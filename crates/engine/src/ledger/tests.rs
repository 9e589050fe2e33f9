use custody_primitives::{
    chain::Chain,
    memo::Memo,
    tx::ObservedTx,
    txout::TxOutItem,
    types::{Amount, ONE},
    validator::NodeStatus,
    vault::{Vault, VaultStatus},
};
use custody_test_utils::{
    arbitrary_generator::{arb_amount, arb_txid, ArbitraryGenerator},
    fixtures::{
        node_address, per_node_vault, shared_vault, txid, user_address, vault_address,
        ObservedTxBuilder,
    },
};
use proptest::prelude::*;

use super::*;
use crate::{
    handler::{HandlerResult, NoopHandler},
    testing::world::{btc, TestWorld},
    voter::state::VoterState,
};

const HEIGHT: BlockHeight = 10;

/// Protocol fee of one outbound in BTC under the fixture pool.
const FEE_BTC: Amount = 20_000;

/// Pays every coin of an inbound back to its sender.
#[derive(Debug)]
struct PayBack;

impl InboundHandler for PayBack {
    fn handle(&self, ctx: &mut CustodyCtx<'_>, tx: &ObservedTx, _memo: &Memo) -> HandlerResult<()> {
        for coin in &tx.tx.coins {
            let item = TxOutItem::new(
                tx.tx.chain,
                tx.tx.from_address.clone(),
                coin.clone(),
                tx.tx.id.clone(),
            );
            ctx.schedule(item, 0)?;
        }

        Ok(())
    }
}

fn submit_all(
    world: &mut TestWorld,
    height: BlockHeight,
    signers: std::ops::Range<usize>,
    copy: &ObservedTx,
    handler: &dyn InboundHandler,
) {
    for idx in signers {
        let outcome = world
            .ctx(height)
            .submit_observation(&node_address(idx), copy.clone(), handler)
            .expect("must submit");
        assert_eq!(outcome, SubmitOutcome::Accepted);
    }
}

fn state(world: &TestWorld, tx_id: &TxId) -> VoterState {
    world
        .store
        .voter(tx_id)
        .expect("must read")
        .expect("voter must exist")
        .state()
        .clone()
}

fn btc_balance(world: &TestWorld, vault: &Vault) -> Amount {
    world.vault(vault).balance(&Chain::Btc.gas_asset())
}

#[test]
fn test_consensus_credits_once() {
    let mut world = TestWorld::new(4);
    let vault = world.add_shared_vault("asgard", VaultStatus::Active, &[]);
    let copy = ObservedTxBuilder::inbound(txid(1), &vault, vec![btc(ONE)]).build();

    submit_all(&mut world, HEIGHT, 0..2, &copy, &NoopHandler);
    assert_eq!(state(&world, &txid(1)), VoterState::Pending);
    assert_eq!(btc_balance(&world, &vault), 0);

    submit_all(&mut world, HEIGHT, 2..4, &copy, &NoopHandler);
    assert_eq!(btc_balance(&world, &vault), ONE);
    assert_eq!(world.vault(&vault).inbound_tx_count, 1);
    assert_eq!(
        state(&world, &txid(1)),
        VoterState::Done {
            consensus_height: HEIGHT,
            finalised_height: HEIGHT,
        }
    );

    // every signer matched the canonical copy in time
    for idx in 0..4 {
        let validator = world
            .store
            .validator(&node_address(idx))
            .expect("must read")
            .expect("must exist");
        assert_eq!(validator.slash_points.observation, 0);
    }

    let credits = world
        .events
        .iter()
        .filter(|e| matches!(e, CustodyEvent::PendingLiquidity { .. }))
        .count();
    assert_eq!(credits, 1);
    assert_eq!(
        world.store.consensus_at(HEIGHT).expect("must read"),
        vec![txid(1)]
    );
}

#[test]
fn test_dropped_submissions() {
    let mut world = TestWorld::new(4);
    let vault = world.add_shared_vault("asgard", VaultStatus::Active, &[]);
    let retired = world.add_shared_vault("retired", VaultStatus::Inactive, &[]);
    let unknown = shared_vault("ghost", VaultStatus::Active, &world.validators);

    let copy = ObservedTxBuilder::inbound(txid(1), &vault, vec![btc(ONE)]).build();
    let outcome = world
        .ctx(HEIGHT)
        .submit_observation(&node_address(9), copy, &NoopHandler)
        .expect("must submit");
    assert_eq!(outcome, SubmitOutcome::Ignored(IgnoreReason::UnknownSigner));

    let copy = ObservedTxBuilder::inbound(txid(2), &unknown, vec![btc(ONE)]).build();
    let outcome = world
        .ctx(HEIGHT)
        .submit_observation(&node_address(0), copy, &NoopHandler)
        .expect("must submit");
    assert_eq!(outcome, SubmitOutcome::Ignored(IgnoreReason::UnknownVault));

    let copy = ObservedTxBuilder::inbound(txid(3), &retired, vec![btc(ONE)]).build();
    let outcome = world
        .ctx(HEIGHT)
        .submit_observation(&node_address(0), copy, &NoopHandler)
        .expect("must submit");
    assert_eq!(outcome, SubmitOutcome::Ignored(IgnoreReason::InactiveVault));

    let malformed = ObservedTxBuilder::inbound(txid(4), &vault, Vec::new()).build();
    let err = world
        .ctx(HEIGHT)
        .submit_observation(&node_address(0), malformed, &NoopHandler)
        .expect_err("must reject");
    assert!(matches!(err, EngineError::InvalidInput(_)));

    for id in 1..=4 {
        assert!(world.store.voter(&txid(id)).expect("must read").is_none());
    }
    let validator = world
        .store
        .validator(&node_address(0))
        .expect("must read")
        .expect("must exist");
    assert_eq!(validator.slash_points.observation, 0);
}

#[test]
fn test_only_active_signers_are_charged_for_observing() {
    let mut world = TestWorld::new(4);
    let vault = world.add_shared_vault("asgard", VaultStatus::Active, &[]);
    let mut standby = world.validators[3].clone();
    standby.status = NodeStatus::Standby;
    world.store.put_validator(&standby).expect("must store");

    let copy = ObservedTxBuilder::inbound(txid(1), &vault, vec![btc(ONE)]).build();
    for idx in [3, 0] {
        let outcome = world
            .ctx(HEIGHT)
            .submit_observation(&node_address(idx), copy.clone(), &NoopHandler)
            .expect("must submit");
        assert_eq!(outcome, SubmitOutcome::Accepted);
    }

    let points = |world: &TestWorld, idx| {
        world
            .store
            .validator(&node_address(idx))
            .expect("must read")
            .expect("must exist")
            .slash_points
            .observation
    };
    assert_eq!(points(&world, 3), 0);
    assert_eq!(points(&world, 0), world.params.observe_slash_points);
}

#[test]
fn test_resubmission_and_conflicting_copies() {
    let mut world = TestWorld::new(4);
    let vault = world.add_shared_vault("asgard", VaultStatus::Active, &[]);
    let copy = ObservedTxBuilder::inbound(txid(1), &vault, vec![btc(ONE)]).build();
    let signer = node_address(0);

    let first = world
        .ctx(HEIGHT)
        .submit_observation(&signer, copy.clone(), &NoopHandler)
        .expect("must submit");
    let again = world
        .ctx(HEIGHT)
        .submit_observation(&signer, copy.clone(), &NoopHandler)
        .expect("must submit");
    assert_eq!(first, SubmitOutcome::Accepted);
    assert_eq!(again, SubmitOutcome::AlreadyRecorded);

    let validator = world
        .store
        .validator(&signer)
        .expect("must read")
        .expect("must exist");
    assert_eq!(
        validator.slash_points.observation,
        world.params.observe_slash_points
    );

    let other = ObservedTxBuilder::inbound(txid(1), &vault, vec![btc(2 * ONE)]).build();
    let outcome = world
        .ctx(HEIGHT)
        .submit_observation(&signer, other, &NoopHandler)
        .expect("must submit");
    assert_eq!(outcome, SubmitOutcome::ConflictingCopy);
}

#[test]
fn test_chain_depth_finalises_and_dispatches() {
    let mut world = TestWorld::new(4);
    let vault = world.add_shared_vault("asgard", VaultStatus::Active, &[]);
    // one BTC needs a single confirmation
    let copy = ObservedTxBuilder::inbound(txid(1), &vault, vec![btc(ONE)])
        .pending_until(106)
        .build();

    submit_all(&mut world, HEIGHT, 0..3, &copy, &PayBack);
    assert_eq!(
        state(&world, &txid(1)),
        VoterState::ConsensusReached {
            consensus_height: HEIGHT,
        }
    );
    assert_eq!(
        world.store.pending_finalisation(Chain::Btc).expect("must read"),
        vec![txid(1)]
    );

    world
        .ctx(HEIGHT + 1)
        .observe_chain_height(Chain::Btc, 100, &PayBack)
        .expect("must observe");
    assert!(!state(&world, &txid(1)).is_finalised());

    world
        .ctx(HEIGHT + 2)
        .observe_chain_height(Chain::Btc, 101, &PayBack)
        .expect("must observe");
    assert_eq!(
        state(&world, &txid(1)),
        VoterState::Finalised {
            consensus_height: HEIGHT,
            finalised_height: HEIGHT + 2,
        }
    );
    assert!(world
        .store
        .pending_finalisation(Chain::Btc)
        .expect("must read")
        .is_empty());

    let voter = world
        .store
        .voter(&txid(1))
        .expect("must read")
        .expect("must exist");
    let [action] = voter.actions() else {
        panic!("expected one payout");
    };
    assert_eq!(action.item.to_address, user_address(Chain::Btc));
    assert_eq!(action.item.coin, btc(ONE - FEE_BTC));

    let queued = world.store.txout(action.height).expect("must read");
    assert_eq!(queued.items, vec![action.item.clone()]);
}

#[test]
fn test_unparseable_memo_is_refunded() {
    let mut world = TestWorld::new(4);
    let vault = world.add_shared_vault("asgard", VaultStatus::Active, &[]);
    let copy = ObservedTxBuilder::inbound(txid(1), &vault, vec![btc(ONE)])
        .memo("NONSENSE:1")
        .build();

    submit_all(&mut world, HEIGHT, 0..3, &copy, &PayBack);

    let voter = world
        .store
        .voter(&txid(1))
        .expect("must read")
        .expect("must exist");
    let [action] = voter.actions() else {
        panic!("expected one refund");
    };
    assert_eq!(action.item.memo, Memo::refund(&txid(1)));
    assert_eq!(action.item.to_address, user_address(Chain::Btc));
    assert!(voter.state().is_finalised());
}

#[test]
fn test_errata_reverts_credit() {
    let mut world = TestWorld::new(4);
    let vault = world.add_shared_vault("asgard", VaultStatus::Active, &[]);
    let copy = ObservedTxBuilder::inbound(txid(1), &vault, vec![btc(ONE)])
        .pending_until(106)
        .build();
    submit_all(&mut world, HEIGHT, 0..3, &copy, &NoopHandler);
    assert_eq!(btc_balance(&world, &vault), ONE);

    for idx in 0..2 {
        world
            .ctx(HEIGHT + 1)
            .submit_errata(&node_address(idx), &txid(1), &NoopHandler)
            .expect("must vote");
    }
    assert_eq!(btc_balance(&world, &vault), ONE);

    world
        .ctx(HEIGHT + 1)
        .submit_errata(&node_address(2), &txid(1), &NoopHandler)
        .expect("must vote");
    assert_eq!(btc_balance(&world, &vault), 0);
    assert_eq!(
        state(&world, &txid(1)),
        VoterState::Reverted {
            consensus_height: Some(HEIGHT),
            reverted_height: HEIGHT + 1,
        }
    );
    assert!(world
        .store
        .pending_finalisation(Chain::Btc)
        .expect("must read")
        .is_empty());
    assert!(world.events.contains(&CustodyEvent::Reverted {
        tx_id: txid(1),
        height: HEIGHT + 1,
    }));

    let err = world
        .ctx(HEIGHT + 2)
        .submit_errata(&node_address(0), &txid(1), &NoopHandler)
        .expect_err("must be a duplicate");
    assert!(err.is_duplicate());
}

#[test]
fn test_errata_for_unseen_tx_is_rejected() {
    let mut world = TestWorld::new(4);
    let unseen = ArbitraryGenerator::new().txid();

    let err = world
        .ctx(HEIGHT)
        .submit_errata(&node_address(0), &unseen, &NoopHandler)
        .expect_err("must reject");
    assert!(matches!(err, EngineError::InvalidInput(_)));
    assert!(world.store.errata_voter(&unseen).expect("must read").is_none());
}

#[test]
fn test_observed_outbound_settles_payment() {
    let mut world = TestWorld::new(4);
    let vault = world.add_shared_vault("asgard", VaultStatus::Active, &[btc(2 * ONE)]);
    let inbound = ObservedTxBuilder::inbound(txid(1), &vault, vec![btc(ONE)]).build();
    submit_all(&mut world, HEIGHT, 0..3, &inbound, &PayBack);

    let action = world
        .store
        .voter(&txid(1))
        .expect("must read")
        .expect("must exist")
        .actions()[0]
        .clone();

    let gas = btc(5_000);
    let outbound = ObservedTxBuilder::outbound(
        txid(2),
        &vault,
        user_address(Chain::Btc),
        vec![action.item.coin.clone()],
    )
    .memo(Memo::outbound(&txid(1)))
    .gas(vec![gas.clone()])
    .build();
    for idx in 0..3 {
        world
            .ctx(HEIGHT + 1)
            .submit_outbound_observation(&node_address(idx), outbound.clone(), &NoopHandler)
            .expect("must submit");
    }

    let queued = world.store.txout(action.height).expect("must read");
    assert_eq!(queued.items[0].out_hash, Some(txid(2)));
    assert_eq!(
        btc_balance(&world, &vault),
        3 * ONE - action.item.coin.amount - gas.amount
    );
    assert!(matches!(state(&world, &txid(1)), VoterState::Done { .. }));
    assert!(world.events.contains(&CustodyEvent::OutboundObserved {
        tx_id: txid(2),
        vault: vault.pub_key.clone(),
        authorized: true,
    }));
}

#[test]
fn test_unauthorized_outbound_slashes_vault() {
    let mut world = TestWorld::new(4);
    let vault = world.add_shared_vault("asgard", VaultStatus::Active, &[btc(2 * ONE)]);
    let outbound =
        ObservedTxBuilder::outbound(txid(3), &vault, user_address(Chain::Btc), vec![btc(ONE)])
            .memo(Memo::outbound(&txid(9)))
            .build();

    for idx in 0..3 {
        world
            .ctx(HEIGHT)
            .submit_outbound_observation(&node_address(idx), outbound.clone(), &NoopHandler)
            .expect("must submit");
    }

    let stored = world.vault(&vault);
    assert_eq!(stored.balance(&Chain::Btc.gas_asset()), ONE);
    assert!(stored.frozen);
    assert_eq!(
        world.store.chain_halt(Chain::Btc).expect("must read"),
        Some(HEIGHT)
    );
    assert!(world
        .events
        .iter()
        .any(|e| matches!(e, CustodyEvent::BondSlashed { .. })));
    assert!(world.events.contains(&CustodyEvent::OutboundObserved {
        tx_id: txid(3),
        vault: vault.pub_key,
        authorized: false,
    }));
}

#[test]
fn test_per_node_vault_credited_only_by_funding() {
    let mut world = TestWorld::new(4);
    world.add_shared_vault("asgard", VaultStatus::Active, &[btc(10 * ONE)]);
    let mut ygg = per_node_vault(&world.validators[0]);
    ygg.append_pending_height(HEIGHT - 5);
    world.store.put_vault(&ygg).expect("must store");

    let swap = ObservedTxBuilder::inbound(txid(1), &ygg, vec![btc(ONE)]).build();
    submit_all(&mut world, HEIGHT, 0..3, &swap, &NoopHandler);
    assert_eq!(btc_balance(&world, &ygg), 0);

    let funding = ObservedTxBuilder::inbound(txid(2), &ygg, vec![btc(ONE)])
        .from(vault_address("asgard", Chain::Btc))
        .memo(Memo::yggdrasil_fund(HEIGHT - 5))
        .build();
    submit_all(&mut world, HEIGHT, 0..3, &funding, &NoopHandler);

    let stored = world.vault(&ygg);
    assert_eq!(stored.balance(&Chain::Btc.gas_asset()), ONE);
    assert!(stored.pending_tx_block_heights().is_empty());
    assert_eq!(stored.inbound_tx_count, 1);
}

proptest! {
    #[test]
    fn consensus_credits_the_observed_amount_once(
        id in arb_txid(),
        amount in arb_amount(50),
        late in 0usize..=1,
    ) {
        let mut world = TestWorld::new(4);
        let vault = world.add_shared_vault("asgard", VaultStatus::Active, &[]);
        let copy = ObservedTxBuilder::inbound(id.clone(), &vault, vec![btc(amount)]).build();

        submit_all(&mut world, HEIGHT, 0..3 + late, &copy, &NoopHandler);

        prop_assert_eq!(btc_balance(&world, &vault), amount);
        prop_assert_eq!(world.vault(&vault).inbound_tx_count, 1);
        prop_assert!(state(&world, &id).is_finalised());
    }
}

::::

Work to be completed: Please print exactly what appears from the first line of the data through the line with "use super::*;", including both of those lines and nothing past them.

Reply to the exercise:
filename crates/engine/src/ledger/tests.rs
repository 9e589050fe2e33f9
use custody_primitives::{
    chain::Chain,
    memo::Memo,
    tx::ObservedTx,
    txout::TxOutItem,
    types::{Amount, ONE},
    validator::NodeStatus,
    vault::{Vault, VaultStatus},
};
use custody_test_utils::{
    arbitrary_generator::{arb_amount, arb_txid, ArbitraryGenerator},
    fixtures::{
        node_address, per_node_vault, shared_vault, txid, user_address, vault_address,
        ObservedTxBuilder,
    },
};
use proptest::prelude::*;

use super::*;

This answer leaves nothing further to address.